(Entries taken from a collection)
//! Raw and normalized event records.

use chrono::{DateTime, Utc};
use serde::{Deserialize, Serialize};
use serde_json::{Map, Value};
use utoipa::ToSchema;

use super::{EventId, EventSource, EventType, IntegrationType, ModerationStatus, WidgetId};
use crate::error::GatewayError;

/// Untyped key/value payload as delivered by an integration.
pub type Payload = Map<String, Value>;

/// A payload as delivered by an integration, before normalization.
///
/// Ephemeral: a `RawEvent` is normalized immediately and never stored.
#[derive(Debug, Clone, PartialEq)]
pub struct RawEvent {
    /// Integration the payload came from.
    pub source: IntegrationType,
    /// Source-specific type string (e.g. `"orders/create"`).
    pub event_type: String,
    /// Opaque payload object.
    pub payload: Payload,
    /// Widget the event is delivered to.
    pub widget_id: WidgetId,
}

impl RawEvent {
    /// Creates a raw event from already-validated parts.
    #[must_use]
    pub fn new(
        source: IntegrationType,
        event_type: impl Into<String>,
        payload: Payload,
        widget_id: WidgetId,
    ) -> Self {
        Self {
            source,
            event_type: event_type.into(),
            payload,
            widget_id,
        }
    }

    /// Validates the shared envelope and builds a `RawEvent`.
    ///
    /// The envelope needs a parsable widget id and a JSON object payload.
    /// The source tag is free-form; unknown tags map to
    /// [`IntegrationType::Unknown`].
    ///
    /// # Errors
    ///
    /// Returns [`GatewayError::Validation`] if the widget id is missing or
    /// malformed, or if the payload is not a JSON object.
    pub fn from_envelope(
        source: &str,
        event_type: Option<&str>,
        widget_id: Option<&str>,
        payload: Value,
    ) -> Result<Self, GatewayError> {
        let widget_id = widget_id
            .map(str::trim)
            .filter(|s| !s.is_empty())
            .ok_or_else(|| GatewayError::Validation("missing widget_id".to_string()))?;
        let widget_id: WidgetId = widget_id
            .parse()
            .map_err(|e| GatewayError::Validation(format!("invalid widget_id: {e}")))?;

        let Value::Object(payload) = payload else {
            return Err(GatewayError::Validation(
                "payload must be a JSON object".to_string(),
            ));
        };

        Ok(Self::new(
            IntegrationType::parse(source),
            event_type.unwrap_or_default().trim(),
            payload,
            widget_id,
        ))
    }
}

/// Canonical event record produced by the normalizer.
#[derive(Debug, Clone, PartialEq, Serialize, Deserialize, ToSchema)]
pub struct NormalizedEvent {
    /// Unique event identifier.
    pub id: EventId,
    /// Owning widget.
    pub widget_id: WidgetId,
    /// Canonical type tag.
    pub event_type: EventType,
    /// Raw payload merged with derived canonical fields.
    #[schema(value_type = Object)]
    pub event_data: Payload,
    /// Display name of the actor.
    pub user_name: Option<String>,
    /// Email of the actor. Never rendered.
    pub user_email: Option<String>,
    /// Human-readable location (`"Austin, US"`).
    pub user_location: Option<String>,
    /// Message template with `{{field}}` placeholders.
    pub message_template: String,
    /// Originating source kind.
    pub integration_type: IntegrationType,
    /// Moderation state.
    pub moderation_status: ModerationStatus,
    /// Completeness score in `0..=100`.
    pub quality_score: u8,
    /// Natural capture or quick-win entry.
    pub source: EventSource,
    /// Creation timestamp.
    pub created_at: DateTime<Utc>,
    /// Optional hard expiry.
    pub expires_at: Option<DateTime<Utc>>,
}

impl NormalizedEvent {
    /// Whether the event is past its explicit expiry at `now`.
    #[must_use]
    pub fn is_expired(&self, now: DateTime<Utc>) -> bool {
        self.expires_at.is_some_and(|at| at <= now)
    }
}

◆ **What you are asked to do**
Each entry shown above should be transcribed exactly as written.

◆ **Solution for this exercise**
//! Raw and normalized event records.

use chrono::{DateTime, Utc};
use serde::{Deserialize, Serialize};
use serde_json::{Map, Value};
use utoipa::ToSchema;

use super::{EventId, EventSource, EventType, IntegrationType, ModerationStatus, WidgetId};
use crate::error::GatewayError;

/// Untyped key/value payload as delivered by an integration.
pub type Payload = Map<String, Value>;

/// A payload as delivered by an integration, before normalization.
///
/// Ephemeral: a `RawEvent` is normalized immediately and never stored.
#[derive(Debug, Clone, PartialEq)]
pub struct RawEvent {
    /// Integration the payload came from.
    pub source: IntegrationType,
    /// Source-specific type string (e.g. `"orders/create"`).
    pub event_type: String,
    /// Opaque payload object.
    pub payload: Payload,
    /// Widget the event is delivered to.
    pub widget_id: WidgetId,
}

impl RawEvent {
    /// Creates a raw event from already-validated parts.
    #[must_use]
    pub fn new(
        source: IntegrationType,
        event_type: impl Into<String>,
        payload: Payload,
        widget_id: WidgetId,
    ) -> Self {
        Self {
            source,
            event_type: event_type.into(),
            payload,
            widget_id,
        }
    }

    /// Validates the shared envelope and builds a `RawEvent`.
    ///
    /// The envelope needs a parsable widget id and a JSON object payload.
    /// The source tag is free-form; unknown tags map to
    /// [`IntegrationType::Unknown`].
    ///
    /// # Errors
    ///
    /// Returns [`GatewayError::Validation`] if the widget id is missing or
    /// malformed, or if the payload is not a JSON object.
    pub fn from_envelope(
        source: &str,
        event_type: Option<&str>,
        widget_id: Option<&str>,
        payload: Value,
    ) -> Result<Self, GatewayError> {
        let widget_id = widget_id
            .map(str::trim)
            .filter(|s| !s.is_empty())
            .ok_or_else(|| GatewayError::Validation("missing widget_id".to_string()))?;
        let widget_id: WidgetId = widget_id
            .parse()
            .map_err(|e| GatewayError::Validation(format!("invalid widget_id: {e}")))?;

        let Value::Object(payload) = payload else {
            return Err(GatewayError::Validation(
                "payload must be a JSON object".to_string(),
            ));
        };

        Ok(Self::new(
            IntegrationType::parse(source),
            event_type.unwrap_or_default().trim(),
            payload,
            widget_id,
        ))
    }
}

/// Canonical event record produced by the normalizer.
#[derive(Debug, Clone, PartialEq, Serialize, Deserialize, ToSchema)]
pub struct NormalizedEvent {
    /// Unique event identifier.
    pub id: EventId,
    /// Owning widget.
    pub widget_id: WidgetId,
    /// Canonical type tag.
    pub event_type: EventType,
    /// Raw payload merged with derived canonical fields.
    #[schema(value_type = Object)]
    pub event_data: Payload,
    /// Display name of the actor.
    pub user_name: Option<String>,
    /// Email of the actor. Never rendered.
    pub user_email: Option<String>,
    /// Human-readable location (`"Austin, US"`).
    pub user_location: Option<String>,
    /// Message template with `{{field}}` placeholders.
    pub message_template: String,
    /// Originating source kind.
    pub integration_type: IntegrationType,
    /// Moderation state.
    pub moderation_status: ModerationStatus,
    /// Completeness score in `0..=100`.
    pub quality_score: u8,
    /// Natural capture or quick-win entry.
    pub source: EventSource,
    /// Creation timestamp.
    pub created_at: DateTime<Utc>,
    /// Optional hard expiry.
    pub expires_at: Option<DateTime<Utc>>,
}

impl NormalizedEvent {
    /// Whether the event is past its explicit expiry at `now`.
    #[must_use]
    pub fn is_expired(&self, now: DateTime<Utc>) -> bool {
        self.expires_at.is_some_and(|at| at <= now)
    }
}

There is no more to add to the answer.